- [REQUIREMENT]: Look through the data below for the string "load", and copy every line where it turns up.

- [RECORDS FOR THE EXERCISE]:
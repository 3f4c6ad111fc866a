use std::io;
use std::sync::Arc;
use std::sync::atomic::{AtomicUsize, Ordering};
use std::time::Duration;

use parking_lot::Mutex;
use tokio::sync::watch;
use topic_ws::core::ExponentialBackoffReconnect;
use topic_ws::testing::{MockAcceptor, MockServer, MockTransport};
use topic_ws::{
    BindOptions, Binding, BindingDeps, BindingPhase, BindingStatus, ConnectionState,
    StaticCredentials, TopicHandler, TransportConfig, WsDisconnectCause,
};

const WAIT: Duration = Duration::from_secs(2);

fn deps(token: Option<&str>) -> (BindingDeps<MockTransport>, MockTransport, MockAcceptor) {
    let (transport, acceptor) = MockTransport::channel_pair();
    let credentials = match token {
        Some(token) => StaticCredentials::new(token),
        None => StaticCredentials::empty(),
    };
    let config =
        TransportConfig::new("ws://mock.local").with_status_poll_interval(Duration::from_millis(20));
    (
        BindingDeps::new(transport.clone(), credentials, config),
        transport,
        acceptor,
    )
}

fn counting() -> (TopicHandler, Arc<AtomicUsize>) {
    let hits = Arc::new(AtomicUsize::new(0));
    let seen = Arc::clone(&hits);
    let handler = TopicHandler::new(move |_| {
        seen.fetch_add(1, Ordering::SeqCst);
    });
    (handler, hits)
}

async fn wait_for_status(
    mut status: watch::Receiver<BindingStatus>,
    pred: impl FnMut(&BindingStatus) -> bool,
) -> BindingStatus {
    let reached = *tokio::time::timeout(WAIT, status.wait_for(pred))
        .await
        .expect("timed out waiting for binding status")
        .expect("status channel closed");
    reached
}

async fn wait_until(mut cond: impl FnMut() -> bool) {
    let deadline = tokio::time::Instant::now() + WAIT;
    while !cond() {
        assert!(
            tokio::time::Instant::now() < deadline,
            "condition not reached in time"
        );
        tokio::time::sleep(Duration::from_millis(5)).await;
    }
}

async fn bound(binding: &Binding<MockTransport>, acceptor: &mut MockAcceptor) -> MockServer {
    let server = acceptor.accept_timeout(WAIT).await.expect("socket opened");
    wait_for_status(binding.watch_status(), |s| s.phase == BindingPhase::Bound).await;
    server
}

#[derive(Clone, Default)]
struct CapturedLogs(Arc<Mutex<Vec<u8>>>);

impl CapturedLogs {
    fn contents(&self) -> String {
        String::from_utf8_lossy(&self.0.lock()).into_owned()
    }
}

impl io::Write for CapturedLogs {
    fn write(&mut self, buf: &[u8]) -> io::Result<usize> {
        self.0.lock().extend_from_slice(buf);
        Ok(buf.len())
    }

    fn flush(&mut self) -> io::Result<()> {
        Ok(())
    }
}

#[tokio::test]
async fn missing_token_logs_and_never_builds_a_client() {
    let logs = CapturedLogs::default();
    let subscriber = tracing_subscriber::fmt()
        .with_writer({
            let logs = logs.clone();
            move || logs.clone()
        })
        .with_ansi(false)
        .with_max_level(tracing::Level::DEBUG)
        .finish();
    let _guard = tracing::subscriber::set_default(subscriber);

    let (deps, transport, _acceptor) = deps(None);
    let mut binding = Binding::bind("/ws/test", BindOptions::auto(), deps).await;

    let output = logs.contents();
    let line = output
        .lines()
        .find(|l| l.contains("No authentication token found"))
        .expect("missing token is logged");
    assert!(line.contains("ERROR"), "logged at error level: {line}");

    assert!(binding.client().is_none());
    assert_eq!(binding.clients_constructed(), 0);
    assert_eq!(transport.connect_count(), 0);
    assert_eq!(binding.status(), BindingStatus::default());
    assert!(!binding.is_connected());
    assert!(!binding.is_polling());

    // Explicit connect behaves the same.
    assert!(!binding.connect().await);
    assert_eq!(binding.clients_constructed(), 0);
}

#[tokio::test(flavor = "multi_thread", worker_threads = 2)]
async fn blank_token_from_any_store_never_builds_a_client() {
    let (transport, _acceptor) = MockTransport::channel_pair();
    let config =
        TransportConfig::new("ws://mock.local").with_status_poll_interval(Duration::from_millis(20));
    let deps = BindingDeps::new(transport.clone(), || Some("   ".to_string()), config);

    let mut binding = Binding::bind("/ws/test", BindOptions::auto(), deps).await;

    assert!(binding.client().is_none());
    assert_eq!(binding.clients_constructed(), 0);
    assert_eq!(transport.connect_count(), 0);
    assert!(!binding.is_polling());
    assert_eq!(binding.status(), BindingStatus::default());

    assert!(!binding.connect().await);
    assert_eq!(binding.clients_constructed(), 0);
}

#[tokio::test(flavor = "multi_thread", worker_threads = 2)]
async fn auto_bind_builds_one_client_and_reaches_bound() {
    let connects = Arc::new(AtomicUsize::new(0));
    let options = {
        let connects = Arc::clone(&connects);
        BindOptions::auto().on_connect(move || {
            connects.fetch_add(1, Ordering::SeqCst);
        })
    };
    let (deps, transport, mut acceptor) = deps(Some("token-xyz"));
    let binding = Binding::bind("/ws/test", options, deps).await;

    assert_eq!(binding.clients_constructed(), 1);
    assert!(matches!(
        binding.status().phase,
        BindingPhase::Binding | BindingPhase::Bound
    ));
    assert!(binding.is_polling());

    let server = bound(&binding, &mut acceptor).await;
    assert_eq!(server.request().url, "ws://mock.local/ws/test");
    assert_eq!(server.request().token, "token-xyz");

    let status = binding.status();
    assert!(status.is_connected);
    assert_eq!(status.connection_state, ConnectionState::Connected);
    wait_until(|| connects.load(Ordering::SeqCst) == 1).await;
    assert_eq!(transport.connect_count(), 1);
}

#[tokio::test(flavor = "multi_thread", worker_threads = 2)]
async fn manual_bind_waits_for_connect() {
    let (deps, transport, mut acceptor) = deps(Some("token-xyz"));
    let mut binding = Binding::bind("/ws/test", BindOptions::default(), deps).await;

    assert!(binding.client().is_none());
    assert_eq!(binding.status().phase, BindingPhase::Unbound);
    assert!(!binding.send(&"hello").await);
    assert_eq!(transport.connect_count(), 0);

    assert!(binding.connect().await);
    let _server = bound(&binding, &mut acceptor).await;
    assert_eq!(binding.clients_constructed(), 1);
}

#[tokio::test(flavor = "multi_thread", worker_threads = 2)]
async fn subscriptions_route_frames_and_unbind_releases_them() {
    let (deps, _transport, mut acceptor) = deps(Some("token-xyz"));
    let mut binding = Binding::bind("/ws/test", BindOptions::auto(), deps).await;
    let registry = Arc::clone(binding.registry());

    let (status_handler, status_hits) = counting();
    let (notice_handler, _) = counting();
    assert!(binding.subscribe("pipeline_status", status_handler));
    assert!(binding.subscriber().subscribe("notification", notice_handler));
    assert_eq!(binding.subscriber().subscription_count(), 2);

    let mut server = bound(&binding, &mut acceptor).await;
    server
        .send_text(r#"{"type":"pipeline_status","status":"running"}"#)
        .unwrap();
    wait_until(|| status_hits.load(Ordering::SeqCst) == 1).await;

    binding.unbind().await;

    assert!(registry.is_empty());
    assert_eq!(binding.subscriber().subscription_count(), 0);
    assert!(!binding.is_polling());
    assert!(binding.client().is_none());
    assert_eq!(binding.status(), BindingStatus::default());
    assert!(server.recv_outbound_timeout(WAIT).await.is_some_and(|f| f.is_close()));

    // Idempotent.
    binding.unbind().await;
    assert_eq!(binding.status(), BindingStatus::default());
}

#[tokio::test(flavor = "multi_thread", worker_threads = 2)]
async fn subscriber_handle_is_stable_until_the_path_changes() {
    let (deps, _transport, _acceptor) = deps(Some("token-xyz"));
    let mut binding = Binding::new("/ws/test", BindOptions::default(), deps);

    let first = binding.subscriber().clone();
    assert!(first.ptr_eq(binding.subscriber()));
    assert!(first.ptr_eq(&binding.subscriber().clone()));

    binding.set_path("/ws/test").await;
    assert!(first.ptr_eq(binding.subscriber()));

    binding.set_path("/ws/other").await;
    assert!(!first.ptr_eq(binding.subscriber()));
    assert_eq!(binding.path(), "/ws/other");
}

#[tokio::test(flavor = "multi_thread", worker_threads = 2)]
async fn set_path_replaces_the_client_exactly_once() {
    let (deps, transport, mut acceptor) = deps(Some("token-xyz"));
    let mut binding = Binding::bind("/ws/test", BindOptions::auto(), deps).await;
    let (handler, hits) = counting();
    binding.subscribe("notification", handler);
    let old_registry = Arc::clone(binding.registry());

    let mut old_server = bound(&binding, &mut acceptor).await;
    assert_eq!(binding.clients_constructed(), 1);

    binding.set_path("/ws/other").await;

    assert_eq!(binding.clients_constructed(), 2);
    assert!(old_server.recv_outbound_timeout(WAIT).await.is_some_and(|f| f.is_close()));
    // Subscriptions are not carried over.
    assert!(old_registry.is_empty());
    assert!(binding.registry().is_empty());

    let new_server = bound(&binding, &mut acceptor).await;
    assert_eq!(new_server.request().url, "ws://mock.local/ws/other");
    assert_eq!(transport.connect_count(), 2);

    new_server.send_text(r#"{"type":"notification"}"#).unwrap();
    tokio::time::sleep(Duration::from_millis(50)).await;
    assert_eq!(hits.load(Ordering::SeqCst), 0);

    // Same path again: nothing rebuilt.
    binding.set_path("/ws/other").await;
    assert_eq!(binding.clients_constructed(), 2);
}

#[tokio::test(flavor = "multi_thread", worker_threads = 2)]
async fn transient_drop_unbinds_and_connect_reuses_the_client() {
    let causes = Arc::new(Mutex::new(Vec::new()));
    let options = {
        let causes = Arc::clone(&causes);
        BindOptions::auto().on_disconnect(move |cause: &WsDisconnectCause| {
            causes.lock().push(cause.clone())
        })
    };
    let (deps, transport, mut acceptor) = deps(Some("token-xyz"));
    let mut binding = Binding::bind("/ws/test", options, deps).await;
    let mut server = bound(&binding, &mut acceptor).await;

    server.drop_socket();
    let status = wait_for_status(binding.watch_status(), |s| !s.is_connected).await;
    assert_eq!(status.phase, BindingPhase::Unbound);
    assert_eq!(status.connection_state, ConnectionState::Disconnected);
    wait_until(|| causes.lock().len() == 1).await;
    assert!(binding.client().is_some());
    assert!(!binding.send(&"while down").await);

    assert!(binding.connect().await);
    let _server = bound(&binding, &mut acceptor).await;
    assert_eq!(binding.clients_constructed(), 1);
    assert_eq!(transport.connect_count(), 2);
}

#[tokio::test(flavor = "multi_thread", worker_threads = 2)]
async fn reconnect_policy_rebinds_after_a_drop() {
    let options = BindOptions::auto().reconnect(|| {
        ExponentialBackoffReconnect::new(Duration::from_millis(10), Duration::from_millis(40), 2.0)
    });
    let (deps, _transport, mut acceptor) = deps(Some("token-xyz"));
    let binding = Binding::bind("/ws/test", options, deps).await;
    let mut server = bound(&binding, &mut acceptor).await;

    server.drop_socket();
    let _again = bound(&binding, &mut acceptor).await;
    assert_eq!(binding.clients_constructed(), 1);
}

#[tokio::test(flavor = "multi_thread", worker_threads = 2)]
async fn send_forwards_only_while_bound() {
    let (deps, _transport, mut acceptor) = deps(Some("token-xyz"));
    let binding = Binding::bind("/ws/test", BindOptions::auto(), deps).await;
    let mut server = bound(&binding, &mut acceptor).await;

    assert!(binding.send(&[1, 2, 3]).await);
    let frame = server.recv_outbound_timeout(WAIT).await.expect("frame sent");
    assert_eq!(frame.as_text(), Some("[1,2,3]"));
}

#[tokio::test(flavor = "multi_thread", worker_threads = 2)]
async fn dropping_the_binding_tears_everything_down() {
    let (deps, _transport, mut acceptor) = deps(Some("token-xyz"));
    let binding = Binding::bind("/ws/test", BindOptions::auto(), deps).await;
    let (handler, _) = counting();
    binding.subscribe("notification", handler);
    let registry = Arc::clone(binding.registry());
    let mut server = bound(&binding, &mut acceptor).await;

    drop(binding);

    assert!(registry.is_empty());
    assert!(server.recv_outbound_timeout(WAIT).await.is_some_and(|f| f.is_close()));
}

- [EXERCISE ANSWER]:
    wait_until(|| connects.load(Ordering::SeqCst) == 1).await;
    wait_until(|| status_hits.load(Ordering::SeqCst) == 1).await;
    assert_eq!(hits.load(Ordering::SeqCst), 0);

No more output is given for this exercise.